COPPA and Online Privacy Laws

Enacted in 1998, COPPA requires websites and other online services targeted toward children under 13 to notify parents and obtain verifiable consent before collecting personal information from children. COPPA also includes a preemption clause restricting states from imposing liability for such regulated activities if state law is inconsistent with how COPPA treats those activities. The FTC enforces COPPA, which affects what covered businesses must include within their online privacy policies.

Background of the Case

In Jones v. Google, a group of children, appearing through their parents and guardians, alleged that Google collected their data and covertly tracked their online activity in violation of federal COPPA and state online privacy laws.
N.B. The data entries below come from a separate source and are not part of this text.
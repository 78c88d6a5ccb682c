use axum::{
    extract::{Path, Query, State},
    Json,
};
use serde::{Deserialize, Serialize};
use std::sync::Arc;

use crate::models::*;
use crate::session::ApplyOptions;
use crate::AppState;

use super::ApiError;

#[derive(Debug, Deserialize)]
pub struct ApplyQuery {
    #[serde(default)]
    pub mode: ApplyMode,
}

#[derive(Serialize)]
pub struct ApplyResponse {
    pub instance_id: String,
    pub feature_area: FeatureArea,
    pub operation: Operation,
    pub applied: bool,
    pub results: Vec<ApplyResult>,
}

#[derive(Serialize)]
pub struct PreviewResponse {
    pub instance_id: String,
    pub feature_area: FeatureArea,
    pub operation: Operation,
    pub version: String,
    pub commands: Vec<String>,
}

fn parse(area: &str, body: serde_json::Value) -> Result<(FeatureArea, CommandModel), ApiError> {
    let area: FeatureArea = area.parse()?;
    let model = CommandModel::from_json(area, body)?;
    Ok((area, model))
}

/// Render and apply an intent.
///
/// The apply runs on its own task; if the client goes away the call is
/// cancelled and the session torn down rather than left mid-transaction.
pub async fn apply_intent(
    State(state): State<Arc<AppState>>,
    Path((id, area)): Path<(String, String)>,
    Query(query): Query<ApplyQuery>,
    Json(body): Json<serde_json::Value>,
) -> Result<Json<ApplyResponse>, ApiError> {
    let (area, model) = parse(&area, body)?;
    let operation = model.operation();

    let cancel = tokio_util::sync::CancellationToken::new();
    let _disconnect = cancel.clone().drop_guard();
    let options = ApplyOptions {
        mode: query.mode,
        cancel: Some(cancel),
    };

    let control = state.control.clone();
    let instance_id = id.clone();
    let results = tokio::spawn(async move {
        control
            .apply_intent(&instance_id, area, &model, options)
            .await
    })
    .await
    .map_err(|e| ApiError::internal(format!("apply task failed: {}", e)))??;

    Ok(Json(ApplyResponse {
        instance_id: id,
        feature_area: area,
        operation,
        applied: all_applied(&results),
        results,
    }))
}

/// Render an intent without touching the device
pub async fn preview_intent(
    State(state): State<Arc<AppState>>,
    Path((id, area)): Path<(String, String)>,
    Json(body): Json<serde_json::Value>,
) -> Result<Json<PreviewResponse>, ApiError> {
    let (area, model) = parse(&area, body)?;
    let commands = state.control.preview_intent(&id, area, &model)?;
    let version = state.control.instances().get(&id)?.version;
    Ok(Json(PreviewResponse {
        instance_id: id,
        feature_area: area,
        operation: model.operation(),
        version,
        commands,
    }))
}
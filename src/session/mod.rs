//! Per-instance configuration sessions.
//!
//! Each registered instance gets one slot holding at most one live
//! transport. The slot's async mutex serializes every apply against that
//! instance; distinct instances never share a lock. An apply stages all of
//! its commands in one transaction and commits once, or discards the whole
//! transaction and reports why.

use std::collections::HashMap;
use std::str::FromStr;
use std::sync::atomic::{AtomicBool, Ordering};
use std::sync::{Arc, Mutex, PoisonError};
use std::time::{Duration, Instant};

use chrono::{DateTime, Utc};
use serde::{Deserialize, Serialize};
use tokio::sync::{watch, OwnedMutexGuard};
use tokio::task::JoinHandle;
use tokio::time::timeout;
use tokio_util::sync::CancellationToken;
use uuid::Uuid;

use crate::error::{CoreError, CoreResult};
use crate::instances::InstanceRegistry;
use crate::models::{skipped_all, ApplyMode, ApplyResult, Instance, Liveness, Outcome, SkipReason};
use crate::transport::{normalize_version, Transport, TransportError, TransportFactory};
use crate::ws::Hub;

/// Lifecycle of one instance's session
#[derive(Debug, Clone, Copy, Default, PartialEq, Eq, Serialize, Deserialize)]
#[serde(rename_all = "snake_case")]
pub enum SessionState {
    #[default]
    Idle,
    Connecting,
    Ready,
    Applying,
    Closing,
    Closed,
    Error,
}

/// What a second apply does while one is in flight on the same instance
#[derive(Debug, Clone, Copy, Default, PartialEq, Eq, Serialize, Deserialize)]
#[serde(rename_all = "snake_case")]
pub enum BusyPolicy {
    #[default]
    Reject,
    Queue,
}
//! Conway's survival/birth rule on a bounded (non-toroidal) board.

use crate::error::RuleError;
use crate::grid::Grid;
use crate::types::{
    MAX_SURVIVAL_NEIGHBORS, MIN_SURVIVAL_NEIGHBORS, NEIGHBOR_OFFSETS, REQUIRED_REPRODUCTION_NEIGHBORS,
};

/// Number of live cells among the 8 neighbors of `(x, y)` (row `x`, column `y`).
/// Neighbors outside the board count as dead.
pub fn count_alive_neighbors(grid: &Grid, x: i64, y: i64) -> Result<u8, RuleError> {
    let in_bounds = x >= 0 && y >= 0 && (x as u64) < grid.rows() as u64 && (y as u64) < grid.cols() as u64;
    if !in_bounds {
        return Err(RuleError::OutOfBounds { x, y });
    }
    Ok(alive_neighbors(grid, x as usize, y as usize))
}

/// Value of `(x, y)` in the next generation.
pub fn next_cell_value(grid: &Grid, x: i64, y: i64) -> Result<bool, RuleError> {
    let neighbors = count_alive_neighbors(grid, x, y)?;
    Ok(apply_rule(grid.alive_at(x as usize, y as usize), neighbors))
}

/// B3/S23
#[inline(always)]
pub fn apply_rule(alive: bool, neighbors: u8) -> bool {
    if alive {
        (MIN_SURVIVAL_NEIGHBORS..=MAX_SURVIVAL_NEIGHBORS).contains(&neighbors)
    } else {
        neighbors == REQUIRED_REPRODUCTION_NEIGHBORS
    }
}

/// In-bounds fast path used by the engine.
#[inline]
pub(crate) fn alive_neighbors(grid: &Grid, row: usize, col: usize) -> u8 {
    let rows = grid.rows() as isize;
    let cols = grid.cols() as isize;
    let mut count = 0u8;

    for &(dr, dc) in &NEIGHBOR_OFFSETS {
        let nr = row as isize + dr;
        let nc = col as isize + dc;
        if nr >= 0 && nr < rows && nc >= 0 && nc < cols && grid.alive_at(nr as usize, nc as usize) {
            count += 1;
        }
    }
    count
}

/// Next value of the in-bounds cell `(row, col)`.
#[inline]
pub(crate) fn next_value_at(grid: &Grid, row: usize, col: usize) -> bool {
    apply_rule(grid.alive_at(row, col), alive_neighbors(grid, row, col))
}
Specifically, the plaintiffs stated the following:

  • Google used persistent identifiers (a unique identifying code attached to a specific downloaded file or accessed webpage) to collect data on them.
  • The company tracked their online behavior surreptitiously and without consent.

The plaintiffs brought their case to the U.S. District Court for the Northern District of California. The district court initially found that COPPA preempted the claims under California state online privacy laws. Subsequently, the plaintiffs appealed to the U.S. Court of Appeals for the Ninth Circuit.

When COPPA Does Not Preempt State Online Privacy Laws

Upon appeal, Google argued that all state online privacy laws involving children’s online privacy are inconsistent with COPPA’s framework. Therefore, they claimed that federal COPPA preempts and bars them. The Ninth Circuit, however, disagreed with the district court’s decision and found that COPPA did not preempt the plaintiff’s claims under state law. As the panel noted in considering previous preemption claims, state laws that “supplement” or “require the same thing” as federal laws are not inconsistent with the relevant federal law.

In response to Google’s request for additional review, the Ninth Circuit asked the FTC to weigh in. The question was whether the COPPA preemption clause preempts state law causes of action concerning data-collection activities violating COPPA but predicated on a claim under COPPA. The FTC responded, filing an amicus brief supporting the Ninth Circuit’s decision to reject Google’s interpretation. According to the brief, COPPA does not preempt state laws that are consistent with COPPA’s treatment of regulated activities. Furthermore, nothing in COPPA or its legislative history supports sweeping preemption, as Google tried to claim.